Information shown
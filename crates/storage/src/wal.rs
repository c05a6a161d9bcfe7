// SPDX-License-Identifier: BUSL-1.1
// Copyright (c) 2026 Alfred Jean LLC

//! Write-ahead log of encoded commands
//!
//! One JSON line per entry, carrying a sequence number, the encoded command
//! and a CRC32 of the encoded command. A damaged final line is treated as a
//! torn write and cut off; damage anywhere else is an error.

use cortex_core::Command;
use serde::{Deserialize, Serialize};
use std::fs::{File, OpenOptions};
use std::io::{self, BufRead, BufReader, Write};
use std::path::{Path, PathBuf};
use thiserror::Error;

#[derive(Debug, Error)]
pub enum WalError {
    #[error("IO error: {0}")]
    Io(#[from] io::Error),
    #[error("JSON error: {0}")]
    Json(#[from] serde_json::Error),
    #[error("corrupted entry at line {line}: {reason}")]
    Corrupted { line: u64, reason: String },
    #[error("undecodable command at seq {seq}: {source}")]
    Decode {
        seq: u64,
        source: serde_json::Error,
    },
}

#[derive(Debug, Serialize, Deserialize)]
struct WalEntry {
    seq: u64,
    command: String,
    checksum: u32,
}

impl WalEntry {
    fn verify(&self) -> bool {
        crc32fast::hash(self.command.as_bytes()) == self.checksum
    }
}

/// Valid contents of a WAL file
struct Scan {
    commands: Vec<Command>,
    last_seq: u64,
    valid_len: u64,
    file_len: u64,
}

fn scan(path: &Path) -> Result<Scan, WalError> {
    let file = match File::open(path) {
        Ok(f) => f,
        Err(e) if e.kind() == io::ErrorKind::NotFound => {
            return Ok(Scan {
                commands: Vec::new(),
                last_seq: 0,
                valid_len: 0,
                file_len: 0,
            })
        }
        Err(e) => return Err(e.into()),
    };
    let file_len = file.metadata()?.len();
    let mut reader = BufReader::new(file);
    let mut scan = Scan {
        commands: Vec::new(),
        last_seq: 0,
        valid_len: 0,
        file_len,
    };
    let mut line = String::new();
    let mut line_no = 0u64;

    loop {
        line.clear();
        let read = reader.read_line(&mut line)?;
        if read == 0 {
            break;
        }
        line_no += 1;
        let end = scan.valid_len + read as u64;
        let trimmed = line.trim_end();
        if trimmed.is_empty() {
            scan.valid_len = end;
            continue;
        }

        let damage = match serde_json::from_str::<WalEntry>(trimmed) {
            Ok(entry) if !line.ends_with('\n') => Some(format!("unterminated seq {}", entry.seq)),
            Ok(entry) if !entry.verify() => Some(format!("checksum mismatch at seq {}", entry.seq)),
            Ok(entry) => {
                let command = Command::decode(&entry.command).map_err(|source| {
                    WalError::Decode {
                        seq: entry.seq,
                        source,
                    }
                })?;
                scan.commands.push(command);
                scan.last_seq = entry.seq;
                scan.valid_len = end;
                None
            }
            Err(e) => Some(e.to_string()),
        };

        if let Some(reason) = damage {
            if end < file_len {
                return Err(WalError::Corrupted {
                    line: line_no,
                    reason,
                });
            }
            tracing::warn!(line = line_no, %reason, "discarding torn WAL tail");
            break;
        }
    }
    Ok(scan)
}

/// Append-only command log
pub struct Wal {
    path: PathBuf,
    file: File,
    sequence: u64,
}

impl Wal {
    /// Open or create a WAL, cutting off a torn final entry
    pub fn open(path: &Path) -> Result<Self, WalError> {
        let scan = scan(path)?;
        let file = OpenOptions::new()
            .create(true)
            .append(true)
            .read(true)
            .open(path)?;
        if scan.valid_len < scan.file_len {
            file.set_len(scan.valid_len)?;
        }
        Ok(Self {
            path: path.to_path_buf(),
            file,
            sequence: scan.last_seq,
        })
    }

    /// Append a command, syncing before returning
    pub fn append(&mut self, command: &Command) -> Result<u64, WalError> {
        let encoded = command.encode()?;
        let entry = WalEntry {
            seq: self.sequence + 1,
            checksum: crc32fast::hash(encoded.as_bytes()),
            command: encoded,
        };
        let line = serde_json::to_string(&entry)?;
        writeln!(self.file, "{}", line)?;
        self.file.sync_data()?;
        self.sequence = entry.seq;
        Ok(self.sequence)
    }

    pub fn sequence(&self) -> u64 {
        self.sequence
    }

    pub fn path(&self) -> &Path {
        &self.path
    }

    /// Drop every entry. Sequence numbers keep counting up.
    pub fn truncate(&mut self) -> Result<(), WalError> {
        self.file.set_len(0)?;
        self.file.sync_all()?;
        Ok(())
    }

    /// Read back every command in the log
    pub fn replay(path: &Path) -> Result<Vec<Command>, WalError> {
        Ok(scan(path)?.commands)
    }
}

#[cfg(test)]
#[path = "wal_tests.rs"]
mod tests;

What you need to do
Everything in the material above from the line that has "let mut reader = BufReader::new(file);" through the line that has "line.clear();" must be duplicated exactly, with no other lines given.

Result of this task
    let mut reader = BufReader::new(file);
    let mut scan = Scan {
        commands: Vec::new(),
        last_seq: 0,
        valid_len: 0,
        file_len,
    };
    let mut line = String::new();
    let mut line_no = 0u64;

    loop {
        line.clear();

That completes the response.